Là où les pourboires deviennent gênants – lisez cette partie
Dans une maison privée
Si vous êtes invité à manger en famille – ce qui arrive plus souvent en Ouzbékistan que presque partout ailleurs – n'offrez pas d'argent. L’hospitalité est un sujet de profonde fierté culturelle, et le fait de la payer recadre un cadeau comme une transaction. Apportez plutôt quelque chose : des bonbons, des fruits, des gâteaux ou quelque chose de votre propre pays. C’est la bonne réponse et elle sera accueillie chaleureusement.
Quand quelqu'un a simplement été gentil
Itinéraires, aide avec un distributeur de billets, un étranger vous accompagnant vers le bon quai : tout cela se produit constamment ici et ne constitue pas un service. Merci (rahmat) est la bonne monnaie.
Basculement excessif
Donner 30 % à un serveur dans un pays où le déjeuner coûte 3 dollars n'est pas généreux, c'est flagrant. Cela peut également, au fil du temps, déformer la manière dont les locaux sont traités dans leurs propres restaurants. Pourboire normalement, pas théâtralement.
Mécanique pratique
- L'argent liquide est le plus simple. L'Ouzbékistan est devenu totalement sans numéraire avec les paiements QR, mais ces systèmes sont construits autour de cartes locales, alors gardez quelques notes pour obtenir des conseils.
- Petites coupures. Cassez de grosses notes lorsque vous le pouvez ; personne n’aime rendre de la monnaie pour un pourboire.

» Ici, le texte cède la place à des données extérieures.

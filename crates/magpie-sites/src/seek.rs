//! Seek job board adapter.
//!
//! Seek renders its search results and job pages from a JSON state object
//! embedded in a script tag (`window.SEEK_REDUX_DATA = {...};`). Extraction
//! locates that assignment, decodes it, and maps the relevant slices into
//! the shared record types. Listing pages are addressed by a category or
//! filter path plus a location segment, with a `?page=N` query from the
//! second page on.

use chrono::{DateTime, Utc};
use magpie_core::{JobDetail, JobId, JobListing, SiteConfig, TraversalMode};
use magpie_scraper::{ExtractError, SiteAdapter};
use regex::Regex;
use scraper::{Html, Selector};
use serde::Deserialize;
use std::sync::OnceLock;
use url::Url;

/// Elements that should force a line break in flattened posting bodies.
const BLOCK_TAGS: &[&str] = &[
    "p", "div", "br", "li", "ul", "ol", "h1", "h2", "h3", "h4", "h5", "h6", "tr", "table",
];

/// The Seek site adapter.
pub struct SeekSite {
    config: SiteConfig,
}

impl SeekSite {
    /// Create an adapter from the site's configuration entry.
    #[must_use]
    pub fn new(config: SiteConfig) -> Self {
        Self { config }
    }

    /// The configuration this adapter was built from.
    #[must_use]
    pub fn config(&self) -> &SiteConfig {
        &self.config
    }

    fn listing_from(&self, job: RawJob) -> Option<JobListing> {
        let id = job.id.into_string();
        let Ok(job_id) = JobId::new(id.clone()) else {
            tracing::warn!(title = %job.title, "Skipping listing without a job id");
            return None;
        };

        let country_code = job
            .locations
            .first()
            .map(|location| location.country_code.clone())
            .unwrap_or_default();
        let location = join_nonempty(job.locations.iter().map(|l| l.label.as_str())).unwrap_or_default();
        let classification = join_nonempty(
            job.classifications
                .iter()
                .map(|c| c.classification.description.as_str()),
        );
        let sub_classification = join_nonempty(
            job.classifications
                .iter()
                .map(|c| c.subclassification.description.as_str()),
        );
        let work_type = join_nonempty(job.work_types.iter().map(String::as_str));
        let work_arrangements = job
            .work_arrangements
            .map(|w| w.display_text)
            .filter(|text| !text.is_empty());

        Some(JobListing {
            detail_url: join_url(&self.config.base_url, &format!("job/{id}")),
            job_id,
            title: job.title,
            summary: job.teaser,
            company: job.company_name,
            location,
            country_code,
            listed_at: parse_datetime(&job.listing_date),
            salary: job.salary_label.filter(|label| !label.is_empty()),
            work_type,
            classification,
            sub_classification,
            work_arrangements,
        })
    }
}

impl SiteAdapter for SeekSite {
    fn id(&self) -> &str {
        "seek"
    }

    fn full_page_size(&self) -> usize {
        self.config.page_size
    }

    fn listing_url(&self, mode: TraversalMode, page: u32) -> String {
        let path = match mode {
            TraversalMode::Category => format!("{}/{}", self.config.category, self.config.location),
            TraversalMode::Filter => format!("{}/{}", self.config.filter, self.config.location),
        };

        let mut url = join_url(&self.config.base_url, &path);
        if page > 1 {
            url.push_str(&format!("?page={page}"));
        }
        url
    }

    fn extract_listings(&self, html: &str) -> Vec<JobListing> {
        let Some(data) = redux_data(html) else {
            tracing::debug!("No SEEK_REDUX_DATA block in listing page");
            return Vec::new();
        };

        data.results
            .results
            .jobs
            .into_iter()
            .filter_map(|job| self.listing_from(job))
            .collect()
    }

    fn extract_detail(&self, html: &str) -> Result<JobDetail, ExtractError> {
        let data = redux_data(html)
            .ok_or_else(|| ExtractError("SEEK_REDUX_DATA block not found".to_string()))?;
        let job = data
            .jobdetails
            .result
            .job
            .ok_or_else(|| ExtractError("job detail payload missing".to_string()))?;

        let id = job.id.into_string();
        let job_id = JobId::new(id)
            .map_err(|_| ExtractError("job detail payload has no id".to_string()))?;

        Ok(JobDetail {
            job_id,
            status: job.status,
            is_expired: job.is_expired,
            content: html_to_text(&job.content),
            is_verified: job.is_verified,
            expires_at: job
                .expires_at
                .map(|e| e.date_time_utc)
                .filter(|raw| !raw.is_empty())
                .map(|raw| parse_datetime(&raw)),
        })
    }
}

/// Locate and decode the embedded redux state from a rendered page.
fn redux_data(html: &str) -> Option<ReduxData> {
    static REDUX_RE: OnceLock<Regex> = OnceLock::new();
    let re = REDUX_RE.get_or_init(|| {
        Regex::new(r"(?s)window\.SEEK_REDUX_DATA\s*=\s*(\{.*?\});").expect("valid regex")
    });

    let document = Html::parse_document(html);
    let selector = Selector::parse("script").expect("valid selector");

    for script in document.select(&selector) {
        let text: String = script.text().collect();
        if let Some(captures) = re.captures(&text) {
            match serde_json::from_str(&captures[1]) {
                Ok(data) => return Some(data),
                Err(e) => {
                    tracing::warn!(error = %e, "Failed to decode SEEK_REDUX_DATA JSON");
                    return None;
                }
            }
        }
    }

    None
}

/// Parse an ISO timestamp, falling back to now on malformed input.
fn parse_datetime(raw: &str) -> DateTime<Utc> {
    match DateTime::parse_from_rfc3339(raw) {
        Ok(dt) => dt.with_timezone(&Utc),
        Err(e) => {
            tracing::warn!(raw, error = %e, "Invalid date format, using current time");
            Utc::now()
        }
    }
}

/// Join a base URL and a relative path, tolerating missing slashes.
fn join_url(base: &str, path: &str) -> String {
    match Url::parse(base).and_then(|b| b.join(path)) {
        Ok(url) => url.to_string(),
        Err(_) => format!("{}/{}", base.trim_end_matches('/'), path),
    }
}

/// Comma-join the non-empty items, `None` when nothing remains.
fn join_nonempty<'a>(items: impl Iterator<Item = &'a str>) -> Option<String> {
    let joined = items
        .filter(|item| !item.is_empty())
        .collect::<Vec<_>>()
        .join(",");
    if joined.is_empty() {
        None
    } else {
        Some(joined)
    }
}

/// Flatten a posting body to readable text: entities decoded by the HTML
/// parser, block-level elements becoming line breaks.
fn html_to_text(content: &str) -> String {
    let fragment = Html::parse_fragment(content);
    let mut out = String::new();

    for node in fragment.root_element().descendants() {
        if let Some(text) = node.value().as_text() {
            let trimmed = text.trim();
            if !trimmed.is_empty() {
                if !out.is_empty() && !out.ends_with('\n') {
                    out.push(' ');
                }
                out.push_str(trimmed);
            }
        } else if let Some(element) = node.value().as_element() {
            if BLOCK_TAGS.contains(&element.name()) && !out.is_empty() && !out.ends_with('\n') {
                out.push('\n');
            }
        }
    }

    out
}

#[derive(Debug, Default, Deserialize)]
#[serde(default)]
struct ReduxData {
    results: ResultsWrapper,
    jobdetails: DetailsWrapper,
}

#[derive(Debug, Default, Deserialize)]
#[serde(default)]
struct ResultsWrapper {
    results: ResultsInner,
}

#[derive(Debug, Default, Deserialize)]
#[serde(default)]
struct ResultsInner {
    jobs: Vec<RawJob>,
}

#[derive(Debug, Default, Deserialize)]
#[serde(default, rename_all = "camelCase")]
struct RawJob {
    id: RawId,
    title: String,
    teaser: String,
    company_name: String,
    locations: Vec<RawLocation>,
    listing_date: String,
    salary_label: Option<String>,
    work_types: Vec<String>,
    classifications: Vec<RawClassification>,
    work_arrangements: Option<RawWorkArrangements>,
}

#[derive(Debug, Default, Deserialize)]
#[serde(default, rename_all = "camelCase")]
struct RawLocation {
    label: String,
    country_code: String,
}

#[derive(Debug, Default, Deserialize)]
#[serde(default)]
struct RawClassification {
    classification: RawDescription,
    subclassification: RawDescription,
}

#[derive(Debug, Default, Deserialize)]
#[serde(default)]
struct RawDescription {
    description: String,
}

#[derive(Debug, Default, Deserialize)]
#[serde(default, rename_all = "camelCase")]
struct RawWorkArrangements {
    display_text: String,
}

#[derive(Debug, Default, Deserialize)]
#[serde(default)]
struct DetailsWrapper {
    result: DetailResult,
}

#[derive(Debug, Default, Deserialize)]
#[serde(default)]
struct DetailResult {
    job: Option<RawDetailJob>,
}

#[derive(Debug, Default, Deserialize)]
#[serde(default, rename_all = "camelCase")]
struct RawDetailJob {
    id: RawId,
    status: String,
    is_expired: bool,
    content: String,
    is_verified: Option<bool>,
    expires_at: Option<RawExpiresAt>,
}

#[derive(Debug, Default, Deserialize)]
#[serde(default, rename_all = "camelCase")]
struct RawExpiresAt {
    date_time_utc: String,
}

/// Seek serves job ids as numbers on some pages and strings on others.
#[derive(Debug, Deserialize)]
#[serde(untagged)]
enum RawId {
    Text(String),
    Number(i64),
}

impl Default for RawId {
    fn default() -> Self {
        Self::Text(String::new())
    }
}

impl RawId {
    fn into_string(self) -> String {
        match self {
            Self::Text(id) => id,
            Self::Number(id) => id.to_string(),
        }
    }
}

- Donc, pas des dollars. Payer des pourboires en USD n'est pas nécessaire et crée des problèmes d'échange pour le destinataire.
Conclusion
Rassemblez-vous correctement dans les restaurants (après avoir vérifié les frais de service), donnez des pourboires aux guides et aux chauffeurs longue distance, ne vous inquiétez pas des taxis, emportez de petits billets - et n'offrez jamais d'argent à quelqu'un qui vous a invité chez lui. Si vous répondez correctement à cette dernière question, vous aurez compris quelque chose d'important sur le pays. Pour les autres erreurs des débutants, consultez notre guide des erreurs des débutants (/blog/uzbekistan-first-time-mistakes-2026).